Some will find fault that the book does not go into the political situation in Mexico that deeply. They might even accuse Kuper of exoticizing indigenous Mexicans. But Peter never pretends to speak for the locals or to be an expert on their issues. Kuper does not try to go beyond the subjective point of view of his tourist protagonists. I think this is a good and honest decision.

The mission of our generation of cartoonists has been to elevate the comic book medium; to take this “children’s toy” and make art with it. That’s a complicated project because art is a little word that covers a vast territory. It is not only Edvard Munch and Diamanda Galas, but Norman Rockwell, Paul Gaugin, Peter Max and the Beatles. There is more than one type of art. ‘Ruins’ is not an austere modernist exploration of the medium tied to important historic events like Art Spiegelman’s ‘Maus’. It is not an introspective examination of the drudgery of everyday life, like the work of Harvey Pekar, nor is it hard-hitting on-the-ground comics journalism like Joe Sacco’s.
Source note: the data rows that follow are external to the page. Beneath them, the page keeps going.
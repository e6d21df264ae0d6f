//! Postgres-backed record store. Records are stored as serialized JSON
//! documents keyed by id, one table per entity; the schema is
//! bootstrapped on connect.

use async_trait::async_trait;
use serde::Serialize;
use serde::de::DeserializeOwned;
use tokio::sync::Mutex;
use tokio_postgres::{Client, NoTls};
use tracing::error;
use uuid::Uuid;

use nephrite_core::models::appointment::Appointment;
use nephrite_core::models::doctor::Doctor;
use nephrite_core::models::patient::Patient;

use crate::error::StoreError;
use crate::store::RecordStore;

const TABLES: &[&str] = &["patients", "doctors", "appointments"];

pub struct PostgresStore {
    client: Mutex<Client>,
}

impl PostgresStore {
    /// Connect and bootstrap the schema. The connection driver is spawned
    /// onto the runtime; dropping the store ends it.
    pub async fn connect(conn_str: &str) -> Result<Self, StoreError> {
        let (client, connection) = tokio_postgres::connect(conn_str, NoTls)
            .await
            .map_err(|e| StoreError::Connection(e.to_string()))?;
        tokio::spawn(async move {
            if let Err(e) = connection.await {
                error!("postgres connection error: {e}");
            }
        });

        for table in TABLES {
            let sql =
                format!("CREATE TABLE IF NOT EXISTS {table} (id UUID PRIMARY KEY, data BYTEA NOT NULL)");
            client
                .execute(sql.as_str(), &[])
                .await
                .map_err(|e| StoreError::Database(e.to_string()))?;
        }

        Ok(PostgresStore {
            client: Mutex::new(client),
        })
    }
}

async fn fetch_all<T: DeserializeOwned>(
    client: &Client,
    table: &str,
) -> Result<Vec<T>, StoreError> {
    let sql = format!("SELECT data FROM {table}");
    let rows = client
        .query(sql.as_str(), &[])
        .await
        .map_err(|e| StoreError::Database(e.to_string()))?;
    rows.iter()
        .map(|row| {
            let data: Vec<u8> = row.get(0);
            serde_json::from_slice(&data).map_err(StoreError::from)
        })
        .collect()
}

async fn fetch_one<T: DeserializeOwned>(
    client: &Client,
    table: &str,
    id: Uuid,
) -> Result<T, StoreError> {
    let sql = format!("SELECT data FROM {table} WHERE id = $1");
    let rows = client
        .query(sql.as_str(), &[&id])
        .await
        .map_err(|e| StoreError::Database(e.to_string()))?;
    let row = rows.first().ok_or(StoreError::NotFound { id })?;
    let data: Vec<u8> = row.get(0);
    Ok(serde_json::from_slice(&data)?)
}

async fn insert<T: Serialize>(
    client: &Client,
    table: &str,
    id: Uuid,
    record: &T,
) -> Result<(), StoreError> {
    let data = serde_json::to_vec(record)?;
    let sql = format!("INSERT INTO {table} (id, data) VALUES ($1, $2)");
    client
        .execute(sql.as_str(), &[&id, &data])
        .await
        .map_err(|e| StoreError::Database(e.to_string()))?;
    Ok(())
}

async fn update<T: Serialize>(
    client: &Client,
    table: &str,
    id: Uuid,
    record: &T,
) -> Result<(), StoreError> {
    let data = serde_json::to_vec(record)?;
    let sql = format!("UPDATE {table} SET data = $2 WHERE id = $1");
    let updated = client
        .execute(sql.as_str(), &[&id, &data])
        .await
        .map_err(|e| StoreError::Database(e.to_string()))?;
    if updated == 0 {
        return Err(StoreError::NotFound { id });
    }
    Ok(())
}

async fn remove(client: &Client, table: &str, id: Uuid) -> Result<(), StoreError> {
    let sql = format!("DELETE FROM {table} WHERE id = $1");
    let deleted = client
        .execute(sql.as_str(), &[&id])
        .await
        .map_err(|e| StoreError::Database(e.to_string()))?;
    if deleted == 0 {
        return Err(StoreError::NotFound { id });
    }
    Ok(())
}

#[async_trait]
impl RecordStore for PostgresStore {
    async fn list_patients(&self) -> Result<Vec<Patient>, StoreError> {
        let client = self.client.lock().await;
        fetch_all(&client, "patients").await
    }

    async fn get_patient(&self, id: Uuid) -> Result<Patient, StoreError> {
        let client = self.client.lock().await;
        fetch_one(&client, "patients", id).await
    }

    async fn create_patient(&self, patient: Patient) -> Result<(), StoreError> {
        let client = self.client.lock().await;
        insert(&client, "patients", patient.id, &patient).await
    }

    async fn update_patient(&self, patient: Patient) -> Result<(), StoreError> {
        let client = self.client.lock().await;
        update(&client, "patients", patient.id, &patient).await
    }

    async fn delete_patient(&self, id: Uuid) -> Result<(), StoreError> {
        let client = self.client.lock().await;
        remove(&client, "patients", id).await
    }

    async fn list_doctors(&self) -> Result<Vec<Doctor>, StoreError> {
        let client = self.client.lock().await;
        fetch_all(&client, "doctors").await
    }

    async fn get_doctor(&self, id: Uuid) -> Result<Doctor, StoreError> {
        let client = self.client.lock().await;
        fetch_one(&client, "doctors", id).await
    }

    async fn create_doctor(&self, doctor: Doctor) -> Result<(), StoreError> {
        let client = self.client.lock().await;
        insert(&client, "doctors", doctor.id, &doctor).await
    }

    async fn update_doctor(&self, doctor: Doctor) -> Result<(), StoreError> {
        let client = self.client.lock().await;
        update(&client, "doctors", doctor.id, &doctor).await
    }

    async fn delete_doctor(&self, id: Uuid) -> Result<(), StoreError> {
        let client = self.client.lock().await;
        remove(&client, "doctors", id).await
    }

    async fn list_appointments(&self) -> Result<Vec<Appointment>, StoreError> {
        let client = self.client.lock().await;
        fetch_all(&client, "appointments").await
    }

    async fn get_appointment(&self, id: Uuid) -> Result<Appointment, StoreError> {
        let client = self.client.lock().await;
        fetch_one(&client, "appointments", id).await
    }

    async fn create_appointment(&self, appointment: Appointment) -> Result<(), StoreError> {
        let client = self.client.lock().await;
        insert(&client, "appointments", appointment.id, &appointment).await
    }

    async fn update_appointment(&self, appointment: Appointment) -> Result<(), StoreError> {
        let client = self.client.lock().await;
        update(&client, "appointments", appointment.id, &appointment).await
    }

    async fn delete_appointment(&self, id: Uuid) -> Result<(), StoreError> {
        let client = self.client.lock().await;
        remove(&client, "appointments", id).await
    }
}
Peter has tried on all of those hats but in ‘Ruins’, he speaks with a voice that is uniquely his own. ‘Ruins’ tells us that nature is endangered but it is also beautiful, that indigenous people are oppressed but their culture is beautiful, that creativity is hard to achieve but its results are beautiful: that life itself is short but also beautiful. Have I said the word beautiful enough times? THIS BOOK IS FUCKING BEAUTIFUL!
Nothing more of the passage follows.